Besnard - Vetro principale Chalonese
Autore sospettato di vetro colorato transetto.
Origine e storia
La chiesa Notre-Dame-de-l'Assum de Sauneres è un edificio religioso situato nel dipartimento di Saône-et-Loire, Borgogna-Franche-Comté. Si distingue per il suo cimitero ancora adiacente, una caratteristica rara per le chiese di questo tempo. L'edificio attuale è il risultato di una ricostruzione nel XVIII secolo, a seguito della distruzione subita nel 1636 dalle truppe austro-comtois di Lamboy, Tenente Generale Gallas, nel contesto della Guerra dei Trent'anni.
Il progetto della chiesa è organizzato da est a ovest: un coro elevato, un saliente transetto a nord e a sud, e una navata sormontata ad ovest di un campanile coperto di dardoise. L'ingresso è fatto da una porta laterale che si apre sul transetto, arcuato in mezzo alla rabbia. Il coro, probabilmente risparmiato durante le devastazioni del 1636, ha una volta in archi rotti e termina con un comodino piatto, mentre la navata, parzialmente a volta e parzialmente tappata, testimonia le fasi di ricostruzione del dopoguerra.
Tra gli elementi notevoli, la pala d'altare, scolpita e dipinta alla fine del XVII secolo, domina lo spazio. Incornicia una tavola centrale che rappresenta l'Assunzione della Vergine, affiancata da due colonne corinzie. La chiesa ospita anche una griglia di comunione aperta, una sedia curial in stile Luigi XVI con un baldacchino, e due lastre funerarie del XVI secolo riutilizzate come tavoli di altare. Solo le finestre transetto, attribuite ai laboratori del maestro vetraio chalonese Besnard, portano un tocco colorato all'edificio.
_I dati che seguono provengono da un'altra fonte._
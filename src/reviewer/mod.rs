//! External code reviewer.
//!
//! The orchestrator only depends on the [`Reviewer`] trait. [`HttpReviewer`]
//! talks to an OpenAI-compatible chat-completions endpoint; tests use
//! scripted in-memory implementations.

mod http;
pub mod prompt;
mod response;

pub use http::HttpReviewer;
pub use response::{Criterion, ResponseError, StructuredResponse, MAX_SCORE};

use async_trait::async_trait;
use thiserror::Error;

/// Errors that can occur while calling a reviewer.
#[derive(Error, Debug)]
pub enum ReviewerError {
    #[error("network error: {0}")]
    Network(#[from] reqwest::Error),
    #[error("request timed out")]
    Timeout,
    #[error("rate limited by reviewer")]
    RateLimited,
    #[error("reviewer rejected credentials: {0}")]
    Unauthorized(String),
    #[error("reviewer unavailable: {0}")]
    Unavailable(String),
    #[error("malformed reviewer reply: {0}")]
    Malformed(String),
}

/// An opaque code reviewer.
///
/// Every operation returns the reviewer's raw text; callers parse it.
#[async_trait]
pub trait Reviewer: Send + Sync {
    /// Short identifier used in logs and reports.
    fn name(&self) -> &str;

    /// Review one definition given sample usages of it.
    async fn critique(
        &self,
        definition: &str,
        usage_examples: &[String],
    ) -> Result<String, ReviewerError>;

    /// Propose an improved version of `definition` addressing `critique`.
    async fn improve(&self, definition: &str, critique: &str) -> Result<String, ReviewerError>;

    /// Review `improved` against `original` and its earlier critique.
    async fn recritique(
        &self,
        original: &str,
        improved: &str,
        original_critique: &str,
    ) -> Result<String, ReviewerError>;
}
La chiesa dipende dalla diocesi di Autun e dalla parrocchia di Saint-Jean-Baptiste-des-Trois-Rivières, la cui sede è a Verdun-sur-le-Doubs. Resta un luogo di culto cattolico attivo, gestito secondo le disposizioni della legge del 1905 sulla separazione delle Chiese e dello Stato. La sua storia riflette sia gli sconvolgimenti legati ai conflitti europei del XVII secolo che gli adattamenti architettonici che ne derivano.